THE DATA
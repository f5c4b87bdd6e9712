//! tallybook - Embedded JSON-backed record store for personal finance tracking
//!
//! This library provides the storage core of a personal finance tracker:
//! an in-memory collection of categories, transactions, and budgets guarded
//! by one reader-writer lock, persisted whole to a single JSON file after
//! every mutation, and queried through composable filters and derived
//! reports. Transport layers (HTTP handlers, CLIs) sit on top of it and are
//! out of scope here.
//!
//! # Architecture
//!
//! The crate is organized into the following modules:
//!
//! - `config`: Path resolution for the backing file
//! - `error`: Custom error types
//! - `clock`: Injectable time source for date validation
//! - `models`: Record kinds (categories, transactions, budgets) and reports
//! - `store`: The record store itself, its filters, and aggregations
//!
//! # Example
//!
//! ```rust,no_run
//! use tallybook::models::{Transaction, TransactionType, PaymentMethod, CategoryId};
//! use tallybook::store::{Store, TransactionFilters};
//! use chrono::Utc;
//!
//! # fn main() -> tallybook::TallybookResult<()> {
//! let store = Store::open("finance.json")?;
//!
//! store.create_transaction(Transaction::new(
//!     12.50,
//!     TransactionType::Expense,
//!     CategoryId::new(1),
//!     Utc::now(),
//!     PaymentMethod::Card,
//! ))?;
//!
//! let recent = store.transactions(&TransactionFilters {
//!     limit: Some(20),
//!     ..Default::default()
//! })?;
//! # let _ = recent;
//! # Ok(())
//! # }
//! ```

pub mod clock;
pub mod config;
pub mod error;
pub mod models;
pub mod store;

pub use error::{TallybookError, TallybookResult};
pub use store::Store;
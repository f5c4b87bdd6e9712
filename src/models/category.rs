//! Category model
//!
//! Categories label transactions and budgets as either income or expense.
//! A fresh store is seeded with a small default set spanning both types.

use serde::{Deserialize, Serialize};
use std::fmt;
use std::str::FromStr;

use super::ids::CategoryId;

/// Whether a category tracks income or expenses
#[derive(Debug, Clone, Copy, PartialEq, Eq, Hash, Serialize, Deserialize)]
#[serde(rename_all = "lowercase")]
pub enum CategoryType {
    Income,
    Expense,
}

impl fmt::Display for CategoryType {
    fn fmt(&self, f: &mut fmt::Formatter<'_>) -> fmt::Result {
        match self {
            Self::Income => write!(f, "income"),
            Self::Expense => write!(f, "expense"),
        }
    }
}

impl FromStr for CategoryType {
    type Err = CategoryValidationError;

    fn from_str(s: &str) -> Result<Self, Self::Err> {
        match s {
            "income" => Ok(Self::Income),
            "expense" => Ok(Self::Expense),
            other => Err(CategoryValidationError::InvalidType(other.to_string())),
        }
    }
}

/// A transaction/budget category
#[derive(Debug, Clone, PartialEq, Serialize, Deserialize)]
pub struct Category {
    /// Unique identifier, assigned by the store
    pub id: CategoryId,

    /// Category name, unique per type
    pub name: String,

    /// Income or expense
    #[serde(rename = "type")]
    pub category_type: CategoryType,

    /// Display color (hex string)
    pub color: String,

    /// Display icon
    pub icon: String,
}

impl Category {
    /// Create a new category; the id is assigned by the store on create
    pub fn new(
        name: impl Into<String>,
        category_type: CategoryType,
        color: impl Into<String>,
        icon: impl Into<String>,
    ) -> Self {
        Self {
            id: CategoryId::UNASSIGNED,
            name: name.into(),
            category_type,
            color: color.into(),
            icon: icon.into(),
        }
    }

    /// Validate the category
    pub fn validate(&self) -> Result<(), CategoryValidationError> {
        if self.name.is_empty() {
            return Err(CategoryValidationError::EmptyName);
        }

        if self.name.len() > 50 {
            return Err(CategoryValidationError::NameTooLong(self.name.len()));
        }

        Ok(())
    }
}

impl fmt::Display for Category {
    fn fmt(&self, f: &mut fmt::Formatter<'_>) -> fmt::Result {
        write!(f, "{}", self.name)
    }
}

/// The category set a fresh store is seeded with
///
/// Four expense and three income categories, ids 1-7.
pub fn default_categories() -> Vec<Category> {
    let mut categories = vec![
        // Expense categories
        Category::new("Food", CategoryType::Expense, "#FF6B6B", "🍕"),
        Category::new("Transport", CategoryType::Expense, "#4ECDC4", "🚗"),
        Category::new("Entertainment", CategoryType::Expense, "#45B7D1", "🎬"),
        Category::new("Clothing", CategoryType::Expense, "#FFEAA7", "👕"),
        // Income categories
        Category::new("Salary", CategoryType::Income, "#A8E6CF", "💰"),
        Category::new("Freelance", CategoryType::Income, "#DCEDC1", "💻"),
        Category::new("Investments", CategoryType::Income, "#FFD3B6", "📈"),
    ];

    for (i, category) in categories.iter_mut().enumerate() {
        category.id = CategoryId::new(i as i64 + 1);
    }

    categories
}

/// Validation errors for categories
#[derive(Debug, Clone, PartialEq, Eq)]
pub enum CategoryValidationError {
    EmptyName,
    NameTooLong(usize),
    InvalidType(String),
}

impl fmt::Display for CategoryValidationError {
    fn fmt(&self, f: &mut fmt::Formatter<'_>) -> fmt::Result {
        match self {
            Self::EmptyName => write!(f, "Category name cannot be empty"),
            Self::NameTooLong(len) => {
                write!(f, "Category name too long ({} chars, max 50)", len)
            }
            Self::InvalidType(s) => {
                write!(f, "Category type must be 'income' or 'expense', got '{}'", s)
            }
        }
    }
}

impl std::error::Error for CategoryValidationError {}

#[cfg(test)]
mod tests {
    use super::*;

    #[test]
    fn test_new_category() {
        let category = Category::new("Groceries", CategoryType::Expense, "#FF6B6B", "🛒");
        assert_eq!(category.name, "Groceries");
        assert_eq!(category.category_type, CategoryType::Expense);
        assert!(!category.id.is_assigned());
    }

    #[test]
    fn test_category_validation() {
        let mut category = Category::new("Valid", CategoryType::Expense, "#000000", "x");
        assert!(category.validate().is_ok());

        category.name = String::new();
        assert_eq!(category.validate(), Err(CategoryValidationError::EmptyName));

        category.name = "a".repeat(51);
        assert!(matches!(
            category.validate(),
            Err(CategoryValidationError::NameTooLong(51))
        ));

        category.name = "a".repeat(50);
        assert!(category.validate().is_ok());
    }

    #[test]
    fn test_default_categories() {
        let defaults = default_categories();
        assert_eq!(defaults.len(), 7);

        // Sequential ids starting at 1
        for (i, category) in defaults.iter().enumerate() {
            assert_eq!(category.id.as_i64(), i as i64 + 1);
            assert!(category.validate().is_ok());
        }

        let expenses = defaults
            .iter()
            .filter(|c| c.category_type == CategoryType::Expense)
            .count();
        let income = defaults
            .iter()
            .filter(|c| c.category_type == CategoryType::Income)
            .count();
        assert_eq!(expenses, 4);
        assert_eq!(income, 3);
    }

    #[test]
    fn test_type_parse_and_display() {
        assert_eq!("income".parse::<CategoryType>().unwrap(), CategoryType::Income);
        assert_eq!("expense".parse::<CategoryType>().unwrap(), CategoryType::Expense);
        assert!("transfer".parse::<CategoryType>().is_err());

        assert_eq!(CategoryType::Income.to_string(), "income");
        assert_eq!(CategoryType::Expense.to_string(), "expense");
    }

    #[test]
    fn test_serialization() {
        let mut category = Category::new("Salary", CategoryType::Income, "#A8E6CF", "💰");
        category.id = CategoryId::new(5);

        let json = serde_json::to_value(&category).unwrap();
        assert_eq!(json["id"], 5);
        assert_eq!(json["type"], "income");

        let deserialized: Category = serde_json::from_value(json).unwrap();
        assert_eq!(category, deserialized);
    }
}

DIRECTIONS
Look over the records above, and wherever a line contains the string "CategoryValidationError", copy that line.

RESPONSE TO THE EXERCISE
    type Err = CategoryValidationError;
            other => Err(CategoryValidationError::InvalidType(other.to_string())),
    pub fn validate(&self) -> Result<(), CategoryValidationError> {
            return Err(CategoryValidationError::EmptyName);
            return Err(CategoryValidationError::NameTooLong(self.name.len()));
pub enum CategoryValidationError {
impl fmt::Display for CategoryValidationError {
impl std::error::Error for CategoryValidationError {}
        assert_eq!(category.validate(), Err(CategoryValidationError::EmptyName));
            Err(CategoryValidationError::NameTooLong(51))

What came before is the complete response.